(Saved data entries)
= Beginning of Section =

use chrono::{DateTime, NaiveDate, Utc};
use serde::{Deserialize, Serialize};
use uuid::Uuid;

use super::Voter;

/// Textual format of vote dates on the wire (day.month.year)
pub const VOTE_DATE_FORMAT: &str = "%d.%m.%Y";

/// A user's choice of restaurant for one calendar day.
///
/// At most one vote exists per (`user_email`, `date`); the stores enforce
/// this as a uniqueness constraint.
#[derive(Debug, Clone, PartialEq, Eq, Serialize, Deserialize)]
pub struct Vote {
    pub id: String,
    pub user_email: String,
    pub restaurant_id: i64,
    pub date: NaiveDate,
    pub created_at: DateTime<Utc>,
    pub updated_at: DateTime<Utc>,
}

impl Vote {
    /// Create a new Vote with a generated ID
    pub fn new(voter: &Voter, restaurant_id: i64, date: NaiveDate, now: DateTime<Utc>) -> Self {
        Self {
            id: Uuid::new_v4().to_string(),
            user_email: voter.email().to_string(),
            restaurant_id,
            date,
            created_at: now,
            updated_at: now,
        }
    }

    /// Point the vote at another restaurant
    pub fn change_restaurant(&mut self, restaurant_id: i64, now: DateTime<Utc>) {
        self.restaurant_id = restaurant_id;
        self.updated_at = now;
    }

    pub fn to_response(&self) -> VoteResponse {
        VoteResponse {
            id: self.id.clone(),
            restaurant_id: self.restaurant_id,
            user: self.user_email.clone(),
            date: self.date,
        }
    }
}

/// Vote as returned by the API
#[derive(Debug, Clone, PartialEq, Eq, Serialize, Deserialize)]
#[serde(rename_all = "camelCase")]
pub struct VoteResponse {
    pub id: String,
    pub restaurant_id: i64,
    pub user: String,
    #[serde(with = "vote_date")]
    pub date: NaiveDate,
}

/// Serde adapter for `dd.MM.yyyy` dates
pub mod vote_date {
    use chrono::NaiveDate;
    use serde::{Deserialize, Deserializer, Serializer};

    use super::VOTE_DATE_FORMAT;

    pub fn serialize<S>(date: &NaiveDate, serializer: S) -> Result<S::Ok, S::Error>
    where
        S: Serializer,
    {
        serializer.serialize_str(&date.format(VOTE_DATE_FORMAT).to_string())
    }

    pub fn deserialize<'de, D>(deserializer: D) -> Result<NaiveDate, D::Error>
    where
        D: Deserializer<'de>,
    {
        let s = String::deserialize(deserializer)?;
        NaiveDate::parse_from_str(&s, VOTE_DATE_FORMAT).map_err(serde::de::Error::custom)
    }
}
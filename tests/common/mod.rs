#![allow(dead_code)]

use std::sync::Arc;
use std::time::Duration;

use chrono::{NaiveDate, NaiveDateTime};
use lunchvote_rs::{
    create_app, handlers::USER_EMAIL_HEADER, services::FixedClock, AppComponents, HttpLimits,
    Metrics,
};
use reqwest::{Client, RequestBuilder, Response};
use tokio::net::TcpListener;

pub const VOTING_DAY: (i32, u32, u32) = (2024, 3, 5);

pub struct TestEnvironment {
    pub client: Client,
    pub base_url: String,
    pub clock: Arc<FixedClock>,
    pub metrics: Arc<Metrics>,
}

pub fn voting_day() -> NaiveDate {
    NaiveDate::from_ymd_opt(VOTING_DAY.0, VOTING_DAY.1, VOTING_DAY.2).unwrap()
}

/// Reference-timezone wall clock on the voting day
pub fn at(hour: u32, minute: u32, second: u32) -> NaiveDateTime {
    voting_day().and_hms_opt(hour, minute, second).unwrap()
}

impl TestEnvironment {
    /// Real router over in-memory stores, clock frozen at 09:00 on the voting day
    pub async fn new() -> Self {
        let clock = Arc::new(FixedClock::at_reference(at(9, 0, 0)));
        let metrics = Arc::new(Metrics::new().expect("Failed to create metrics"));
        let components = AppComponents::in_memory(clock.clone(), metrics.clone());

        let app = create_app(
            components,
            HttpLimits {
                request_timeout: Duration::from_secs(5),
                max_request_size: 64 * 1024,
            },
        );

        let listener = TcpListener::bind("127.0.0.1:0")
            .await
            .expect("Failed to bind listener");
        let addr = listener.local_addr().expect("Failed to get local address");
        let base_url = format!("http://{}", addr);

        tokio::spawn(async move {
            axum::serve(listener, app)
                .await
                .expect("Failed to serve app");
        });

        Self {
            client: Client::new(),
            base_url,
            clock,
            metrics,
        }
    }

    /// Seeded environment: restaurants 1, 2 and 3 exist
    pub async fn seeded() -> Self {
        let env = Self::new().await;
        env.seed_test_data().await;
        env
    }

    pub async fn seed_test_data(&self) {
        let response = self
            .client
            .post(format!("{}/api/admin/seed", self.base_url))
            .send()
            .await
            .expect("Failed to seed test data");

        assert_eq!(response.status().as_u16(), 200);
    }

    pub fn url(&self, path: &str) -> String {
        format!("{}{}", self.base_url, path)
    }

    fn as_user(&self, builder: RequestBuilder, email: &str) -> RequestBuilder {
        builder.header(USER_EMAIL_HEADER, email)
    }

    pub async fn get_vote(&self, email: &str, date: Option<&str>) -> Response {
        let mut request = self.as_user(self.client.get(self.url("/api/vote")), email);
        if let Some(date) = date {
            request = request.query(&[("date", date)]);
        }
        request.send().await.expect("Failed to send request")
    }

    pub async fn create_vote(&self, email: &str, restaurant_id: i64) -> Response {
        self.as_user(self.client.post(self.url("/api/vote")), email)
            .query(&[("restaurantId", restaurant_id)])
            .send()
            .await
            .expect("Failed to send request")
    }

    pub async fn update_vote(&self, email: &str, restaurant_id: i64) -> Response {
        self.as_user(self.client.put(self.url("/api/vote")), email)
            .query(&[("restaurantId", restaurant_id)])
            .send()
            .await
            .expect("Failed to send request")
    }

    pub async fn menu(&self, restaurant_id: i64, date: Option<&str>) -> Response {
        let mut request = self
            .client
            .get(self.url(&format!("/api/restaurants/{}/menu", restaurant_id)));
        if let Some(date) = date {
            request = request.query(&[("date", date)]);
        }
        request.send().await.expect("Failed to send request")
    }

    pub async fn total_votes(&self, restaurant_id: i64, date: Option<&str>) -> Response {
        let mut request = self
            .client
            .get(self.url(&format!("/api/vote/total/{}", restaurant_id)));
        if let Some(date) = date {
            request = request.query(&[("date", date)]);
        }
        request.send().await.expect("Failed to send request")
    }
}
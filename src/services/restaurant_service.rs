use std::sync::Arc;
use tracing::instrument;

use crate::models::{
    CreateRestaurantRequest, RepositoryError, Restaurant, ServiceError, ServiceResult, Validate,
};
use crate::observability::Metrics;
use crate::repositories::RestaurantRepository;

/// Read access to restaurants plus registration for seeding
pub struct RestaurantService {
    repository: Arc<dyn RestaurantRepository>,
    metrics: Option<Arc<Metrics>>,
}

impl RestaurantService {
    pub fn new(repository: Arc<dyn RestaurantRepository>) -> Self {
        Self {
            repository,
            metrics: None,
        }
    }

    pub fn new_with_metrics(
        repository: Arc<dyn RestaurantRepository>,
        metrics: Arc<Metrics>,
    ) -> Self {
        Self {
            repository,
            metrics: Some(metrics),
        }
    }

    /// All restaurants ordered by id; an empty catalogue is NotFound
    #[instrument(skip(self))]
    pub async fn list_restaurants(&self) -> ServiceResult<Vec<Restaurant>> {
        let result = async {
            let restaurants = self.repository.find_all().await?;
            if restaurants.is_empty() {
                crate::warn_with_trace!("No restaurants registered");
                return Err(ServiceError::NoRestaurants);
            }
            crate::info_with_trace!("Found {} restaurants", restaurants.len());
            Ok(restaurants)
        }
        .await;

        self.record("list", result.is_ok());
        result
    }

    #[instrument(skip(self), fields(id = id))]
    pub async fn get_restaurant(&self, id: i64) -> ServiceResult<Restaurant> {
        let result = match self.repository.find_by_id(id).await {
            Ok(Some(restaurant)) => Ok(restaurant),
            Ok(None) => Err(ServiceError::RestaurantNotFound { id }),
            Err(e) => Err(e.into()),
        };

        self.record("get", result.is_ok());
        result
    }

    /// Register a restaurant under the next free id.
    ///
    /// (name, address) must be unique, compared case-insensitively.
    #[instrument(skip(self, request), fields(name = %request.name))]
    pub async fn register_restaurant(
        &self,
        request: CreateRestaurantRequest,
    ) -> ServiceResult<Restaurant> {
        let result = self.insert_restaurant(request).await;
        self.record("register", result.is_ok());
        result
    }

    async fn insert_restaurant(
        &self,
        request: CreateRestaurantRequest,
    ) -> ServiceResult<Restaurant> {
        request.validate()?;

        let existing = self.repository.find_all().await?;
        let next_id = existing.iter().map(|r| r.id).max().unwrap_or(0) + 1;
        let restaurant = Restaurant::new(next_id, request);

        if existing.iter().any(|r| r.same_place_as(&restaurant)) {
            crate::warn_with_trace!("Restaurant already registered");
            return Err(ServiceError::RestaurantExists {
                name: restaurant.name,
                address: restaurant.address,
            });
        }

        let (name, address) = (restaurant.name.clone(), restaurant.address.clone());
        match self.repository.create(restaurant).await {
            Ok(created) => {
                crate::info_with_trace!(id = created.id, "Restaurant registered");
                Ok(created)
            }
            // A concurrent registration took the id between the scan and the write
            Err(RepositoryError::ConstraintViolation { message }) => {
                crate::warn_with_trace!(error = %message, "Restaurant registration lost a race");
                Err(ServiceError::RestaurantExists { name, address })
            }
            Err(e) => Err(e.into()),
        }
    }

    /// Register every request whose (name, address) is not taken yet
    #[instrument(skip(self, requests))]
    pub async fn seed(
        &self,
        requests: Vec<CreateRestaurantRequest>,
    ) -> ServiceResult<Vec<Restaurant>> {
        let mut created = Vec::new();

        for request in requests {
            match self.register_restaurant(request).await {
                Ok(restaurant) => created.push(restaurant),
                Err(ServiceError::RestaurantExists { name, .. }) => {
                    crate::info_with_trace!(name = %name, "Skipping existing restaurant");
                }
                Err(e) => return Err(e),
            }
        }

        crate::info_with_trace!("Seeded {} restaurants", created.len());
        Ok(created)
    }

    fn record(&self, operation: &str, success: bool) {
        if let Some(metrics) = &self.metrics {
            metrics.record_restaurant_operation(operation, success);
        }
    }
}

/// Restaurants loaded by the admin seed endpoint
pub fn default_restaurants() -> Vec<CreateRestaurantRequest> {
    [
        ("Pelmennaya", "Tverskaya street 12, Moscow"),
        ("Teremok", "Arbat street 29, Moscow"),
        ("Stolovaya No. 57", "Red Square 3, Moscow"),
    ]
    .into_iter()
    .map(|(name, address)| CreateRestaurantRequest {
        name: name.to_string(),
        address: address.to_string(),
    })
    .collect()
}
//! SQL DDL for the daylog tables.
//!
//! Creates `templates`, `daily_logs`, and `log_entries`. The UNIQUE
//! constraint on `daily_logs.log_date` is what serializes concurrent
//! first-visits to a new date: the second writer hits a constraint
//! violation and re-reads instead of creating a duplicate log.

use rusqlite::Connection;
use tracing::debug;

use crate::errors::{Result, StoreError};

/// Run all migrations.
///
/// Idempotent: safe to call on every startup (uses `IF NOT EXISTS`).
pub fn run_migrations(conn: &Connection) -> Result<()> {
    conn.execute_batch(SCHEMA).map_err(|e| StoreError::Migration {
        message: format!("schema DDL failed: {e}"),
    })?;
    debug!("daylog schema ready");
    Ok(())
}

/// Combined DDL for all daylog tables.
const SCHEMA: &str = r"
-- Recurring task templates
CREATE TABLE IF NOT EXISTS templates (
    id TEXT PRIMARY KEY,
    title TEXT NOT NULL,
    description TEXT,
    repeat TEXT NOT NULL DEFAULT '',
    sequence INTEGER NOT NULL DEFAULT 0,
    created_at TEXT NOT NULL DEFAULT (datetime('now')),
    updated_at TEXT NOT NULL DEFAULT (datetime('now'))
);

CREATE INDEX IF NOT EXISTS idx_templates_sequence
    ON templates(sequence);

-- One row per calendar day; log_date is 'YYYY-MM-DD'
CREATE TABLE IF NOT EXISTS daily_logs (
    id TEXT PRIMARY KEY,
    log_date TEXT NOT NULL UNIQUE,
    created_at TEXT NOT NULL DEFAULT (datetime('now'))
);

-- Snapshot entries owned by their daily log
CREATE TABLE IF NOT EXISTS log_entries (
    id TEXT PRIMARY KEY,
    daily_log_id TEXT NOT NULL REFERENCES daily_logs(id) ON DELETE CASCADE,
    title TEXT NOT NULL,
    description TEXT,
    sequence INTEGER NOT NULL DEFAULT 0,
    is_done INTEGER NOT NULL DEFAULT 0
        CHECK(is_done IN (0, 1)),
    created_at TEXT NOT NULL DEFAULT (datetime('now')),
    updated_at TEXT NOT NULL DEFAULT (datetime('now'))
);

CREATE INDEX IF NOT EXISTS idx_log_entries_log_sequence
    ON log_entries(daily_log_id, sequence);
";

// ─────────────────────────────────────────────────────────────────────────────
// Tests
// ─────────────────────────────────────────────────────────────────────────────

= End of Section =

Exercise goal
Look through the entries, and return every line that the word "RestaurantRepository" appears in.

Completed exercise
use crate::repositories::RestaurantRepository;
    repository: Arc<dyn RestaurantRepository>,
    pub fn new(repository: Arc<dyn RestaurantRepository>) -> Self {
        repository: Arc<dyn RestaurantRepository>,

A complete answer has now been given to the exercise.